» **Data for the task**:
=== Begin Enclosure ===

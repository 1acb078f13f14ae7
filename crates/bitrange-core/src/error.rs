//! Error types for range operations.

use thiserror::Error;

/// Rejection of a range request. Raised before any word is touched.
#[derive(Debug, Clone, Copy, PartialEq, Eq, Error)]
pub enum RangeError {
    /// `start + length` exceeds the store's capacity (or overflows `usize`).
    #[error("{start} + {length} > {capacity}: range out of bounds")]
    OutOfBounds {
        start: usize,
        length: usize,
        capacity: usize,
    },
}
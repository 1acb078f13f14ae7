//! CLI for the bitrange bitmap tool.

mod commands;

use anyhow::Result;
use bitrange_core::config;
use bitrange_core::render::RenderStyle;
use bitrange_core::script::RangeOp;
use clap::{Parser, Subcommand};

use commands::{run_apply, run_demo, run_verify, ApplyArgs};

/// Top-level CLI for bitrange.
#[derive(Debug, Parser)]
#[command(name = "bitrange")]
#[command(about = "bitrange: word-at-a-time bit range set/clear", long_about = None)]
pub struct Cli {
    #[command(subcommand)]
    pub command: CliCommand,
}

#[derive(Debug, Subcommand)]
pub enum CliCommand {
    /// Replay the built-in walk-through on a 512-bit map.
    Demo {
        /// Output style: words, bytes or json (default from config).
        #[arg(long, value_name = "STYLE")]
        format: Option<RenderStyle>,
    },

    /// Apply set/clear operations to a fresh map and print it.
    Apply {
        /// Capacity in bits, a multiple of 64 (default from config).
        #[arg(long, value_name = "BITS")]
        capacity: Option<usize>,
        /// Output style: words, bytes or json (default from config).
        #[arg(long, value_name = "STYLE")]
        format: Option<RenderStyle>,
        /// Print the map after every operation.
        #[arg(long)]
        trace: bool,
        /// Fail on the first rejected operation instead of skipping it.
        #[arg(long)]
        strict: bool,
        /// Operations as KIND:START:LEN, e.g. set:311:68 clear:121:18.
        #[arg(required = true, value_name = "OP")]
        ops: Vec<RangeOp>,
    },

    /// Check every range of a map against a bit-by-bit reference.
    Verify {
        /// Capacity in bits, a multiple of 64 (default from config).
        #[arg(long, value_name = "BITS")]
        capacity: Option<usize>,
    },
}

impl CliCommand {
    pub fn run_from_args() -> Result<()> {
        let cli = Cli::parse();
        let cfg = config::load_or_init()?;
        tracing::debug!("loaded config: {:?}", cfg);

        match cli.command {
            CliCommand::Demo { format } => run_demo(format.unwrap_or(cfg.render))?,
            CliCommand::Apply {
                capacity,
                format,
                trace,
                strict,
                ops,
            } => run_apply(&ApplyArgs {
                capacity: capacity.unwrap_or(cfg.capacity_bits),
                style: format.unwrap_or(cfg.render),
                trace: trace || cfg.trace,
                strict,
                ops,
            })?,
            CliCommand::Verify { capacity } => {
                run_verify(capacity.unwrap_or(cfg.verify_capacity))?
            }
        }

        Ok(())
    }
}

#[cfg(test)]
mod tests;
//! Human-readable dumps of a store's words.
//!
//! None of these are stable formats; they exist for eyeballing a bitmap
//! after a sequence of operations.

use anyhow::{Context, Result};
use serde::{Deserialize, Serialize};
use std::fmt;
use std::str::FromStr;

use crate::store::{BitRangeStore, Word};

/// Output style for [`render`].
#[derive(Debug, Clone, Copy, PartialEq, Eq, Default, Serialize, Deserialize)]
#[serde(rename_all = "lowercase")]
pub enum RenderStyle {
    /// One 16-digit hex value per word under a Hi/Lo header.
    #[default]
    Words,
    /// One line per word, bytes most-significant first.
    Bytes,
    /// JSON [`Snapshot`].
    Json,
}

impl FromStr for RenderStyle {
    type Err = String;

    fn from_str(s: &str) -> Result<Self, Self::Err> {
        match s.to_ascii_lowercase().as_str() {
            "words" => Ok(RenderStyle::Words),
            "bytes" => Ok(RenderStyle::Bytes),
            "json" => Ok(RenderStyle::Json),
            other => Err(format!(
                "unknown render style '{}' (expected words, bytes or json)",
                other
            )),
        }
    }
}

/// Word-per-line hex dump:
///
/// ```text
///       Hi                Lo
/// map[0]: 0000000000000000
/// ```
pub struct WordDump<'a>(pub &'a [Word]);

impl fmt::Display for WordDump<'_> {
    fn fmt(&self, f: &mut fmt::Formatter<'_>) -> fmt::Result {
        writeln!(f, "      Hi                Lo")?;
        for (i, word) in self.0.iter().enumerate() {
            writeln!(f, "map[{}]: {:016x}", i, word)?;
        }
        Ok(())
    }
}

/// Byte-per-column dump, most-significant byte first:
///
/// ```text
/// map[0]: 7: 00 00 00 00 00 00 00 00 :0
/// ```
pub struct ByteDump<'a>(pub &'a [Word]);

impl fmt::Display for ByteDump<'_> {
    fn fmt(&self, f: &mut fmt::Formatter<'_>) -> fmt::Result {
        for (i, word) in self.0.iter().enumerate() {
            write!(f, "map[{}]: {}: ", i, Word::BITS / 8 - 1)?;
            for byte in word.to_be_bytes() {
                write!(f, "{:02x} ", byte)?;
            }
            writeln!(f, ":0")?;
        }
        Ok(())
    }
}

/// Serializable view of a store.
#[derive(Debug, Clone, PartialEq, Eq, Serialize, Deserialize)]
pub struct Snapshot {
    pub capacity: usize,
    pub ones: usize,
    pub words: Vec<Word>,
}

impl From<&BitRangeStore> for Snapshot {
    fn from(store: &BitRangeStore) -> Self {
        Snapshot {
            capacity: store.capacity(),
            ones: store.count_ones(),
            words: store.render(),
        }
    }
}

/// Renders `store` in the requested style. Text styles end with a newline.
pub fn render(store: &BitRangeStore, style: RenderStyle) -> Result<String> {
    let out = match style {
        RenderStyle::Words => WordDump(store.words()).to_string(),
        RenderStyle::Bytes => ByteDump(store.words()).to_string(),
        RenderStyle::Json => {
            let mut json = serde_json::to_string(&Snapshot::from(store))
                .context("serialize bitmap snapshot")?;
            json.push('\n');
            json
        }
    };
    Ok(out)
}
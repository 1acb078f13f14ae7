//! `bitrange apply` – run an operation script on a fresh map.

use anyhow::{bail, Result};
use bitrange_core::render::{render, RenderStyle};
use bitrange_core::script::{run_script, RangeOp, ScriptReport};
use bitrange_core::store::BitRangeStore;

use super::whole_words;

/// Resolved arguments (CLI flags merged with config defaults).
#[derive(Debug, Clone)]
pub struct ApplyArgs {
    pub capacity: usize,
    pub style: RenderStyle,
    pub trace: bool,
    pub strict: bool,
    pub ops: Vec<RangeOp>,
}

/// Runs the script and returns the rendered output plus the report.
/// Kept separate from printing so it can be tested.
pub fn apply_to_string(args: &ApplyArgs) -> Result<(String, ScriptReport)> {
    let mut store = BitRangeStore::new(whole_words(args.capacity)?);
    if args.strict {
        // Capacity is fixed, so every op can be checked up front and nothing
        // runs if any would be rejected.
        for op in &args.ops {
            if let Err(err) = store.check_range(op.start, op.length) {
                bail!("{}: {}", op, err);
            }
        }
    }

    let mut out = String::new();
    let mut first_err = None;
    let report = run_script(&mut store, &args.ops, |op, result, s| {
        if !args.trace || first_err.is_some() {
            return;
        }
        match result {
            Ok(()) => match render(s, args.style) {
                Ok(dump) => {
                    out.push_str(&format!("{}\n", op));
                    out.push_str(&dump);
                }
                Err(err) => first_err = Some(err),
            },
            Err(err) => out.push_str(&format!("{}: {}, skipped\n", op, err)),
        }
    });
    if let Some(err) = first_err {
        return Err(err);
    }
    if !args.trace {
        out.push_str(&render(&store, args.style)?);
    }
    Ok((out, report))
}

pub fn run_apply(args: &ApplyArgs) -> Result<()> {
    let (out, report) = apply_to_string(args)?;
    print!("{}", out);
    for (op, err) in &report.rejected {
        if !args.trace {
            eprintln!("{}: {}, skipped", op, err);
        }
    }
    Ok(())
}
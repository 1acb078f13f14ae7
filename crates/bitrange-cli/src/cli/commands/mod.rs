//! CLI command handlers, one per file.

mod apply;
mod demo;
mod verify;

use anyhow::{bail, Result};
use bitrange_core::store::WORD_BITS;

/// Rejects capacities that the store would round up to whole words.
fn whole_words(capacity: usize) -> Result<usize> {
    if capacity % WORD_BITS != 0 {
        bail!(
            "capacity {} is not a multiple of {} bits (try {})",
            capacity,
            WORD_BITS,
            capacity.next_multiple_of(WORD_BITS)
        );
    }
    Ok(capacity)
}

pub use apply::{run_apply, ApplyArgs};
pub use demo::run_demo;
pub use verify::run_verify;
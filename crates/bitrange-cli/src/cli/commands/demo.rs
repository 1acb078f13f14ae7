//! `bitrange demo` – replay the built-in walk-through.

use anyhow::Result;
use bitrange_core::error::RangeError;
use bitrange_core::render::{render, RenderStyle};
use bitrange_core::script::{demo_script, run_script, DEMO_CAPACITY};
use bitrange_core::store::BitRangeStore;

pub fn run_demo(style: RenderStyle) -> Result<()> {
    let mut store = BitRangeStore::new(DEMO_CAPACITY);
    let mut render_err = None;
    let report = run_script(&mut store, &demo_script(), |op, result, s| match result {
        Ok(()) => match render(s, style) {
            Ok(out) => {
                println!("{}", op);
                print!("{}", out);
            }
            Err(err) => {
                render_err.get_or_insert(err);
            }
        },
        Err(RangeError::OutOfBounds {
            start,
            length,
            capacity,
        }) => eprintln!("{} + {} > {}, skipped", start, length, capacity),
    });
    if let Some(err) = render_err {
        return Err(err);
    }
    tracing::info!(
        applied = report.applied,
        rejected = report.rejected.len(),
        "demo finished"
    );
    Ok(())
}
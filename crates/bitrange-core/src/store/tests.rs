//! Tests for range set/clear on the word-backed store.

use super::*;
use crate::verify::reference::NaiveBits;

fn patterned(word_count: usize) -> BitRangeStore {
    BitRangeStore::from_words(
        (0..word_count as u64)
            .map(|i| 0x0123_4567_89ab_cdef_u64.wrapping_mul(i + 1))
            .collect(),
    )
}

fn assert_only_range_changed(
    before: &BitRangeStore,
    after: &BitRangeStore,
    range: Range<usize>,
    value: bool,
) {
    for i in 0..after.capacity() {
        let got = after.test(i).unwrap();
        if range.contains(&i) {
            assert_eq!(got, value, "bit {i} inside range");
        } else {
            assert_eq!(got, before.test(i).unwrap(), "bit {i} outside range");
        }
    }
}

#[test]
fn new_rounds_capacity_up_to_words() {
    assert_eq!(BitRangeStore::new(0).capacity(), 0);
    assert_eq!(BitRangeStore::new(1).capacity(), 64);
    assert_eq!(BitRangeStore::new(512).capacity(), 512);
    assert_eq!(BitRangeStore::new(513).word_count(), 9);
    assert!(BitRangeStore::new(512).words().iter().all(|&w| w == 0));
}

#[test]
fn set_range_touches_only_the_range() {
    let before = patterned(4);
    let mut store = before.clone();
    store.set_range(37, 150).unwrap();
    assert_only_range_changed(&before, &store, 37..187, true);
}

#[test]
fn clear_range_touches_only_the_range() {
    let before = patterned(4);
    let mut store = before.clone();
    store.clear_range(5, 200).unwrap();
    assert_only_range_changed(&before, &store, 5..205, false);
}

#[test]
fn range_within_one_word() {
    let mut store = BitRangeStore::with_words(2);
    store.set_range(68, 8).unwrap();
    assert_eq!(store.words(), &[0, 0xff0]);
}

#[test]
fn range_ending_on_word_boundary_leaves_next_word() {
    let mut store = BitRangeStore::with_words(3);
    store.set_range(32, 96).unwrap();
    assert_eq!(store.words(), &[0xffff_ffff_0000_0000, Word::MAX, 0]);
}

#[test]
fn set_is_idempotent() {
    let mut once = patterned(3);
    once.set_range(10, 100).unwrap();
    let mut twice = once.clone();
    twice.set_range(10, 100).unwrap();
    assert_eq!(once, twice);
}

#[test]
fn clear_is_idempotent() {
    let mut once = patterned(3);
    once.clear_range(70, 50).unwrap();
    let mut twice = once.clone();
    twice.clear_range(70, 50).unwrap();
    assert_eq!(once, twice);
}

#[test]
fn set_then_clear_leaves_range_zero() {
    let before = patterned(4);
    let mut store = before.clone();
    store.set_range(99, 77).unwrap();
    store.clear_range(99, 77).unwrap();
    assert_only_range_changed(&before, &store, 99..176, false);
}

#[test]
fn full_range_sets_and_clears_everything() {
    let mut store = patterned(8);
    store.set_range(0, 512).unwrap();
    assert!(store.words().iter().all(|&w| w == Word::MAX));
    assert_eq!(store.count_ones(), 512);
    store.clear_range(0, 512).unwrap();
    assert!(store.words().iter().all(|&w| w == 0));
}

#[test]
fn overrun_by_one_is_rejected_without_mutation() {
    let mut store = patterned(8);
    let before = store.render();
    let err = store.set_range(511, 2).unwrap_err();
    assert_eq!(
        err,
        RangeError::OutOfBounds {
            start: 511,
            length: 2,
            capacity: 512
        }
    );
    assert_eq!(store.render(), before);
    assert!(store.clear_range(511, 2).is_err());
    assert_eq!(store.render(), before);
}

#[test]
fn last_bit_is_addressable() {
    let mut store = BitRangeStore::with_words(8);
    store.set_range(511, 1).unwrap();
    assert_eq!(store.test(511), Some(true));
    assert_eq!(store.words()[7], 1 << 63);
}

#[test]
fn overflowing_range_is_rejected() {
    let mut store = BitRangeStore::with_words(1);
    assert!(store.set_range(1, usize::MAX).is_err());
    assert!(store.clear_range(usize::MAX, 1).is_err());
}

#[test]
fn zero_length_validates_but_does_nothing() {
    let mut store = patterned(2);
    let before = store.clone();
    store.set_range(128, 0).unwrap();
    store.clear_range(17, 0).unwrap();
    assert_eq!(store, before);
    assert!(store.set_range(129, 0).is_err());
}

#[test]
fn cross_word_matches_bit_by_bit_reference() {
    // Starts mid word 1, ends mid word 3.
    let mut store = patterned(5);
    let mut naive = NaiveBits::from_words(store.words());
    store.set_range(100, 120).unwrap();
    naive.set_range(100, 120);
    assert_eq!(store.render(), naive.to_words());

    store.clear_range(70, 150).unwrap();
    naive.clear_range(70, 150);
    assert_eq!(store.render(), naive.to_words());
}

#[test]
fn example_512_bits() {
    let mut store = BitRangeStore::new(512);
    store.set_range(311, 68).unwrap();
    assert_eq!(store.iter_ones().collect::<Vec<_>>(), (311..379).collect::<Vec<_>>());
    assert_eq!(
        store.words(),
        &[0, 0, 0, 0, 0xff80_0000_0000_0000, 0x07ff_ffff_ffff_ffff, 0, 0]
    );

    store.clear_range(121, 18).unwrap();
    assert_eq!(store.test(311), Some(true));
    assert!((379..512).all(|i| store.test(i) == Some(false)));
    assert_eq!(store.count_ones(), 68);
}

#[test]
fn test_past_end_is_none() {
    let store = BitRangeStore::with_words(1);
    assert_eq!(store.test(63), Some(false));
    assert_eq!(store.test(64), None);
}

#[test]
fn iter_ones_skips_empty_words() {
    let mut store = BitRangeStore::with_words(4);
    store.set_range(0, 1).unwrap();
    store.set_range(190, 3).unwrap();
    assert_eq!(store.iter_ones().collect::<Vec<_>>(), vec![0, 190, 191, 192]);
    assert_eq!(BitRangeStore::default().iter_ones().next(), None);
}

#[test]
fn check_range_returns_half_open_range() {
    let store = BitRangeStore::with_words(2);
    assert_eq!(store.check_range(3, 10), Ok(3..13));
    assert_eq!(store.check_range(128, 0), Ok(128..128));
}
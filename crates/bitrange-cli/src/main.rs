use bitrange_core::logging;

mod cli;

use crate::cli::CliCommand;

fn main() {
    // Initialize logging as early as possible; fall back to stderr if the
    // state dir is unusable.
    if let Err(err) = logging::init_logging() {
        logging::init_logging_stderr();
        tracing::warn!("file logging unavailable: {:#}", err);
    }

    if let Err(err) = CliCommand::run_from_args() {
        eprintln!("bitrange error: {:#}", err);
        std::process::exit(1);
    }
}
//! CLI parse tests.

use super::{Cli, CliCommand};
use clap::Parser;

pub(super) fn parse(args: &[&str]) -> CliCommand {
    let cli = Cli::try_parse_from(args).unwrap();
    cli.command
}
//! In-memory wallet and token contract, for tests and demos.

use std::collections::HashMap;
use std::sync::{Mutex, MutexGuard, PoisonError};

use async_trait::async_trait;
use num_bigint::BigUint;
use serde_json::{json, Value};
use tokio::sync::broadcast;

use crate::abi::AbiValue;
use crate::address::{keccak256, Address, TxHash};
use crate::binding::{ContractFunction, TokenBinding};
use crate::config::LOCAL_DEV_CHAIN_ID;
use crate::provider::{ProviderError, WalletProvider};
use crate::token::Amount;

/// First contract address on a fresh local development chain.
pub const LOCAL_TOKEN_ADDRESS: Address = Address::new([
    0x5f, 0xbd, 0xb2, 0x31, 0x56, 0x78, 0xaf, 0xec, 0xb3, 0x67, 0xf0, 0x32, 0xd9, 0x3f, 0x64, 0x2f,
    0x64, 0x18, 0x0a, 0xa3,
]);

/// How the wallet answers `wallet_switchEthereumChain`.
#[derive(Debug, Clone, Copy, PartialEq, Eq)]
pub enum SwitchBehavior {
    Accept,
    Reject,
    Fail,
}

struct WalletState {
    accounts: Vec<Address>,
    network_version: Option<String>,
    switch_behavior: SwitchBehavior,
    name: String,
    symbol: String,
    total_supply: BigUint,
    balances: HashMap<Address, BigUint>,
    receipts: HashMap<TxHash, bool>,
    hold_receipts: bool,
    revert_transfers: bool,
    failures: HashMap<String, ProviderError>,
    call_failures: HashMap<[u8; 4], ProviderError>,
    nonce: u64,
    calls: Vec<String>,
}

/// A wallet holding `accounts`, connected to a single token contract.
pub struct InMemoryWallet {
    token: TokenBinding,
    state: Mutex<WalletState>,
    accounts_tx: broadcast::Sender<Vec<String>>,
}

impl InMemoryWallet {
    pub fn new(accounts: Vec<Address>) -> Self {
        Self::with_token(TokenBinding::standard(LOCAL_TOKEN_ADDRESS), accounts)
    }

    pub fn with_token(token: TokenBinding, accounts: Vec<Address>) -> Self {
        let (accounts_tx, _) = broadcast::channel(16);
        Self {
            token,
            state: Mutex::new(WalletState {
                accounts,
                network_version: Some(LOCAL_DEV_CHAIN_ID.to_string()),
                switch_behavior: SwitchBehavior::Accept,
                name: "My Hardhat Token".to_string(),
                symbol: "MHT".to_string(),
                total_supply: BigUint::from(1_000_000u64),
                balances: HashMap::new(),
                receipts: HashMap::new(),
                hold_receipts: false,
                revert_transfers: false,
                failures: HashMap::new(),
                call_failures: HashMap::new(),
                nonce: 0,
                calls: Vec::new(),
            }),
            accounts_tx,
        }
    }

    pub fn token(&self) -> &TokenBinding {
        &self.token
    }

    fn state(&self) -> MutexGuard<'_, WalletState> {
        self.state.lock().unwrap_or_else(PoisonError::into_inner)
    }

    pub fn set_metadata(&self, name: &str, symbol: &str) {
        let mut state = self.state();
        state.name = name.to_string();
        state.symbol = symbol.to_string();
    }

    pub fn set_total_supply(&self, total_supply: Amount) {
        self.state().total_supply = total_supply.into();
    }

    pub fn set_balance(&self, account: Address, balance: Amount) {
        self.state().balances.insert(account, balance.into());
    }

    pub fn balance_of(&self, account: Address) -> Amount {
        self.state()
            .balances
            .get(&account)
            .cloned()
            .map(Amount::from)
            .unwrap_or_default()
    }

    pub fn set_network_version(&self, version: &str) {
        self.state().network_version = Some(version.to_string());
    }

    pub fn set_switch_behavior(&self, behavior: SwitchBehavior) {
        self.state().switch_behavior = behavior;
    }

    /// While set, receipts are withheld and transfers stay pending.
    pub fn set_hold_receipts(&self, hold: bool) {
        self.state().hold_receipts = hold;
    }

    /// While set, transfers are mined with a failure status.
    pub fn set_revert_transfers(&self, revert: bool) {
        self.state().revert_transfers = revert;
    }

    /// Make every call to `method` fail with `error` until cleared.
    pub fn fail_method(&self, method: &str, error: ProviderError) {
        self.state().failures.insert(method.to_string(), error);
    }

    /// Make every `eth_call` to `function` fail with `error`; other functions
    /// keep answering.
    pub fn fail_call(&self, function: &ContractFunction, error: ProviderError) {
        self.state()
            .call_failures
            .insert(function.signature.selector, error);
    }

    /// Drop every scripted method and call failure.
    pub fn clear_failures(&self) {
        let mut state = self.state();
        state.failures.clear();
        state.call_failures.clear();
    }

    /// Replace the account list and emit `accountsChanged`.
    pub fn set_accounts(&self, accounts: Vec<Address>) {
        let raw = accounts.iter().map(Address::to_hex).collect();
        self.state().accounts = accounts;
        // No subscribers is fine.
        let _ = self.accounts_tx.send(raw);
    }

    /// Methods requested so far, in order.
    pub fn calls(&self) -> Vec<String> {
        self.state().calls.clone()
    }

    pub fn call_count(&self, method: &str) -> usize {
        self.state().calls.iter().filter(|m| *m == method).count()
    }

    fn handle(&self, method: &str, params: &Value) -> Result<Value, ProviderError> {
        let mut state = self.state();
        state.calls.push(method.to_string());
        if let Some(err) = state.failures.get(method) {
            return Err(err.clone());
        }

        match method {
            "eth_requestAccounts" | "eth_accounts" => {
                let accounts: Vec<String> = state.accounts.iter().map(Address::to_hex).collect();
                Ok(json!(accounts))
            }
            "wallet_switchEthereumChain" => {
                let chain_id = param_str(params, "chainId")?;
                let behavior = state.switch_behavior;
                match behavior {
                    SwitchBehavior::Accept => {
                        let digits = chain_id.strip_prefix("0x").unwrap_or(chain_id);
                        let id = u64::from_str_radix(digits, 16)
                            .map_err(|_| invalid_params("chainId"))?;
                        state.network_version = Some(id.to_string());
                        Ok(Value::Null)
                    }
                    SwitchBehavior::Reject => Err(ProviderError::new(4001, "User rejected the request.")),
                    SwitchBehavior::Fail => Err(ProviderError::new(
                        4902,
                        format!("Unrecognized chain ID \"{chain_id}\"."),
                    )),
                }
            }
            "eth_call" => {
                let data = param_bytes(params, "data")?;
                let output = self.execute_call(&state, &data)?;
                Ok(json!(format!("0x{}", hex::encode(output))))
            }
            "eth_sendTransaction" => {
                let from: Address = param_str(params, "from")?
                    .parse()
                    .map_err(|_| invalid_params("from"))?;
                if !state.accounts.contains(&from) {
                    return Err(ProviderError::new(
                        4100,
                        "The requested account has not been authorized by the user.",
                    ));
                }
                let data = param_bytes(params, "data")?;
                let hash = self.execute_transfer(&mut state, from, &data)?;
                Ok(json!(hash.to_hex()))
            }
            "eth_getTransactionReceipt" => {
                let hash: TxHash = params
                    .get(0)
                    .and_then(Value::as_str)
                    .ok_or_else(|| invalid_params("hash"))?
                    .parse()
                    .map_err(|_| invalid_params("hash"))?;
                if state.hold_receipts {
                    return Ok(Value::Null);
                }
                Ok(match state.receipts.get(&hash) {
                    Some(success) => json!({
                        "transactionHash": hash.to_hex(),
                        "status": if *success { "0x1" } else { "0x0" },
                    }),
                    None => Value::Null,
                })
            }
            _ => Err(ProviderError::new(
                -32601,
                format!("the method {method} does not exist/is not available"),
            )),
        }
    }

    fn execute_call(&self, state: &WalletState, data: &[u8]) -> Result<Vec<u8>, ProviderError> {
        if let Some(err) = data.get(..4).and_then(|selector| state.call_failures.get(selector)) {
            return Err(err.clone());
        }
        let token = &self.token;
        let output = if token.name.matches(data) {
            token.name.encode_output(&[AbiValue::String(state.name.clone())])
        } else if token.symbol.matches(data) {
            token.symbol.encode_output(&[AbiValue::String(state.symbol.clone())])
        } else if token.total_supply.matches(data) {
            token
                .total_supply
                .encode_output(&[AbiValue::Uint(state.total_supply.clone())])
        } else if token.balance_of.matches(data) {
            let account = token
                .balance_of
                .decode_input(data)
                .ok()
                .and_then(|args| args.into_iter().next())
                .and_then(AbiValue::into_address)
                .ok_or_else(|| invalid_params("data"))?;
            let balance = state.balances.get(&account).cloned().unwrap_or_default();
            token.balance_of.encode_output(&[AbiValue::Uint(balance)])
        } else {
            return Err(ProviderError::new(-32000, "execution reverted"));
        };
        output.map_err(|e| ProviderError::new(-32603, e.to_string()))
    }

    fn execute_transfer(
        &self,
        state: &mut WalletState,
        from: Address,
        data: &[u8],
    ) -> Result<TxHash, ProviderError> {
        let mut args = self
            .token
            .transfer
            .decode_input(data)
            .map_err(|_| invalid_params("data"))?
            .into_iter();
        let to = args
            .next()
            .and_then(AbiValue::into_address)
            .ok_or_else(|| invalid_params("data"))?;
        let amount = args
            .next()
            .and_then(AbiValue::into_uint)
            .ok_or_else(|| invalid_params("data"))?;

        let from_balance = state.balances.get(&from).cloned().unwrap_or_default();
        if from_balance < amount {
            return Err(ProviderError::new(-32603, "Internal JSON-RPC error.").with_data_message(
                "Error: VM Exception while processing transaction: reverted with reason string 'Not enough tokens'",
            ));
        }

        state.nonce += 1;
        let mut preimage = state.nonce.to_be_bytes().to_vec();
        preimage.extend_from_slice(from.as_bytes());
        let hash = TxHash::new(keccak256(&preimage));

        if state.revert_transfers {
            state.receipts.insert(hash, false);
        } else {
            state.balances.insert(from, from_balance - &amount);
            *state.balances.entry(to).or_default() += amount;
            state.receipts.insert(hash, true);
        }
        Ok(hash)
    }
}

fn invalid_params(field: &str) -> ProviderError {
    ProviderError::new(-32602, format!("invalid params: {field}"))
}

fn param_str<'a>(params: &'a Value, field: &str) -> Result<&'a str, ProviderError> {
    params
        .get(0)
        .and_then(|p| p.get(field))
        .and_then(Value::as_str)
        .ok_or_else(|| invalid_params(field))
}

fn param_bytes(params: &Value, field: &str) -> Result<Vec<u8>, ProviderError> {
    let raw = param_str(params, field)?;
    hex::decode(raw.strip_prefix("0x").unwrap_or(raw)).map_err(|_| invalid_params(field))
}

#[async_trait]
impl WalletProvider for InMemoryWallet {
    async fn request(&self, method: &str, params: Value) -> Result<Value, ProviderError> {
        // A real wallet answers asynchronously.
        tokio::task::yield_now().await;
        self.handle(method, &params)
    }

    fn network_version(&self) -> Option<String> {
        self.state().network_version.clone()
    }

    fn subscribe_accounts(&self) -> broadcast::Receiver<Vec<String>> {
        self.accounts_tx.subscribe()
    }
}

=== End Enclosure ===

» **Brief**: Where a line of the records contains the word "fresh", copy that line.

» **Your response**:
    /// Apply set/clear operations to a fresh map and print it.
//! `bitrange apply` – run an operation script on a fresh map.
/// First contract address on a fresh local development chain.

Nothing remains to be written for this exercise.